Is timing right for Swiss Bank to enter into Merger ?

I think the timing was right for Swiss Bank to enter in Merger due to the following
reasons:
 The firm had done a strategic assessment and saw challenges in SBCs
major business lines:
 Commercial Banking: Scale was required to take advantage of innovation
in delivery of retail banking services. A merger permitted more rational
pricing.
 Private Banking: More aggressive program of acquisition and organic
growth would be needed in Europe, North America and Asia to cater to
greater sophistication among customers and higher growth in onshore
private banking
 Investment Banking: SRC wanted to be the most successful investment
bank in Europe and this was threatened by the Amercian banks entering
Europe and drawing off clients and talented staff.
 SBC was in a weak financial position and was facing shortage of capital.
Ospel argued that a merger between SBC and ex-UBS was a “matter of
necessity.”
 In 1996, bank had massive write offs (SFr 3309 mn Extraordinary
expenses) resulting in bank reporting losses of SFr – 1903 mn.

What are the arguments against this merger ?

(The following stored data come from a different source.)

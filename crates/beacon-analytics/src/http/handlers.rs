use super::error::ApiError;
use super::state::AppState;
use crate::model::{TopUrl, TopUrlsResponse};
use crate::DEFAULT_TOP_LIMIT;
use axum::extract::rejection::QueryRejection;
use axum::extract::{Query, State};
use axum::Json;
use serde::{Deserialize, Serialize};

#[derive(Debug, Deserialize)]
pub struct TopQuery {
    pub limit: Option<i64>,
}

#[derive(Serialize)]
pub struct HealthResponse {
    status: &'static str,
}

pub async fn health_handler() -> Json<HealthResponse> {
    Json(HealthResponse { status: "healthy" })
}

pub async fn top_urls_handler(
    State(state): State<AppState>,
    query: Result<Query<TopQuery>, QueryRejection>,
) -> Result<Json<TopUrlsResponse>, ApiError> {
    let Query(query) = query.map_err(|e| ApiError::invalid_limit(e.body_text()))?;
    let limit = query.limit.unwrap_or(DEFAULT_TOP_LIMIT);

    let top = state.analytics().get_top_urls(limit).await?;
    Ok(Json(TopUrlsResponse {
        urls: top.into_iter().map(TopUrl::from).collect(),
    }))
}
//! Raster selection masks.

use image::GrayImage;
use serde::{Deserialize, Serialize};

use crate::selection::path::BoundingBox;

/// 8-bit coverage mask, row-major. 255 is fully selected.
#[derive(Debug, Clone, PartialEq, Eq, Serialize, Deserialize)]
pub struct SelectionMask {
    pub width: u32,
    pub height: u32,
    pub alpha: Vec<u8>,
}

impl SelectionMask {
    /// Nothing selected.
    pub fn empty(width: u32, height: u32) -> Self {
        Self {
            width,
            height,
            alpha: vec![0; width as usize * height as usize],
        }
    }

    /// Everything selected.
    pub fn full(width: u32, height: u32) -> Self {
        Self {
            width,
            height,
            alpha: vec![255; width as usize * height as usize],
        }
    }

    #[inline]
    pub fn index(&self, x: u32, y: u32) -> usize {
        y as usize * self.width as usize + x as usize
    }

    /// Alpha at `(x, y)`; zero outside the mask.
    pub fn get(&self, x: u32, y: u32) -> u8 {
        if x < self.width && y < self.height {
            self.alpha[self.index(x, y)]
        } else {
            0
        }
    }

    pub fn set(&mut self, x: u32, y: u32, value: u8) {
        if x < self.width && y < self.height {
            let i = self.index(x, y);
            self.alpha[i] = value;
        }
    }

    /// Coverage of the pixel at a row-major index, `0..=1`.
    #[inline]
    pub fn coverage(&self, index: usize) -> f32 {
        self.alpha.get(index).map_or(0.0, |&a| f32::from(a) / 255.0)
    }

    /// Number of pixels with any coverage.
    pub fn selected_count(&self) -> usize {
        self.alpha.iter().filter(|&&a| a > 0).count()
    }

    /// Extent of the covered pixels, or `None` when nothing is selected.
    pub fn bounds(&self) -> Option<BoundingBox> {
        let (mut x0, mut y0, mut x1, mut y1) = (u32::MAX, u32::MAX, 0, 0);
        for y in 0..self.height {
            for x in 0..self.width {
                if self.alpha[self.index(x, y)] > 0 {
                    x0 = x0.min(x);
                    y0 = y0.min(y);
                    x1 = x1.max(x);
                    y1 = y1.max(y);
                }
            }
        }
        (x0 != u32::MAX).then(|| BoundingBox {
            x: x0 as f32,
            y: y0 as f32,
            width: (x1 - x0 + 1) as f32,
            height: (y1 - y0 + 1) as f32,
        })
    }

    /// Complement of the mask.
    pub fn inverted(&self) -> Self {
        Self {
            width: self.width,
            height: self.height,
            alpha: self.alpha.iter().map(|a| 255 - a).collect(),
        }
    }

    /// Soften the mask edge with repeated separable box blurs.
    ///
    /// A radius below half a pixel returns the mask unchanged.
    pub fn feathered(&self, radius: f32) -> Self {
        if radius < 0.5 || self.alpha.is_empty() {
            return self.clone();
        }
        let (w, h) = (self.width as usize, self.height as usize);
        let r = radius.round().max(1.0) as usize;
        let passes = ((radius / 2.0) as u32).max(1);
        let mut data = self.alpha.clone();

        for _ in 0..passes {
            let mut tmp = data.clone();
            for y in 0..h {
                let row = y * w;
                for x in 0..w {
                    let x0 = x.saturating_sub(r);
                    let x1 = (x + r).min(w - 1);
                    let sum: u32 = data[row + x0..=row + x1].iter().map(|&a| u32::from(a)).sum();
                    tmp[row + x] = (sum / (x1 - x0 + 1) as u32) as u8;
                }
            }
            let mut out = tmp.clone();
            for x in 0..w {
                for y in 0..h {
                    let y0 = y.saturating_sub(r);
                    let y1 = (y + r).min(h - 1);
                    let sum: u32 = (y0..=y1).map(|yi| u32::from(tmp[yi * w + x])).sum();
                    out[y * w + x] = (sum / (y1 - y0 + 1) as u32) as u8;
                }
            }
            data = out;
        }

        Self {
            width: self.width,
            height: self.height,
            alpha: data,
        }
    }

    /// Copy into an `image` grayscale buffer.
    pub fn to_gray_image(&self) -> GrayImage {
        GrayImage::from_raw(self.width, self.height, self.alpha.clone())
            .unwrap_or_else(|| GrayImage::new(self.width, self.height))
    }
}

#[cfg(test)]
mod tests {
    use super::*;

    #[test]
    fn test_invert_and_coverage() {
        let mut mask = SelectionMask::empty(2, 2);
        mask.set(1, 0, 255);
        assert_eq!(mask.coverage(1), 1.0);
        assert_eq!(mask.selected_count(), 1);
        let inv = mask.inverted();
        assert_eq!(inv.get(1, 0), 0);
        assert_eq!(inv.get(0, 0), 255);
        assert_eq!(inv.selected_count(), 3);
    }

    #[test]
    fn test_bounds_cover_selected_pixels() {
        let mut mask = SelectionMask::empty(10, 10);
        assert!(mask.bounds().is_none());
        mask.set(2, 3, 255);
        mask.set(5, 7, 10);
        let b = mask.bounds().unwrap();
        assert_eq!((b.x, b.y, b.width, b.height), (2.0, 3.0, 4.0, 5.0));
    }

    #[test]
    fn test_feather_softens_edges_and_keeps_flat_areas() {
        let mut mask = SelectionMask::empty(20, 1);
        for x in 10..20 {
            mask.set(x, 0, 255);
        }
        let soft = mask.feathered(2.0);
        assert_eq!(soft.get(0, 0), 0);
        assert_eq!(soft.get(19, 0), 255);
        let edge = soft.get(10, 0);
        assert!(edge > 0 && edge < 255, "edge {edge}");
        assert_eq!(mask.feathered(0.0), mask);
    }

    #[test]
    fn test_gray_image_conversion() {
        let mask = SelectionMask::full(3, 2);
        let img = mask.to_gray_image();
        assert_eq!(img.dimensions(), (3, 2));
        assert_eq!(img.get_pixel(2, 1).0[0], 255);
    }
}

 This was a merger between the 11th and 12th largest bank in the world. The
Sheer Implementation risk of a transaction of this scale was enormous and
considered a big potential risk. The blending of customer bases and
technology platforms would be quite an effort.
 Cultural fit between the two organisations was also questionable. The fact
that both firms had grown through acquisition and had unique culture raised
questions as to how well their cultures could meet.
 Massive layoffs especially close to home : The merger would entail reducing
the workforce close to home by about 7000 people and this could seriously
disenchant shareholders and gain negative publicity for the company thus
impacting its business.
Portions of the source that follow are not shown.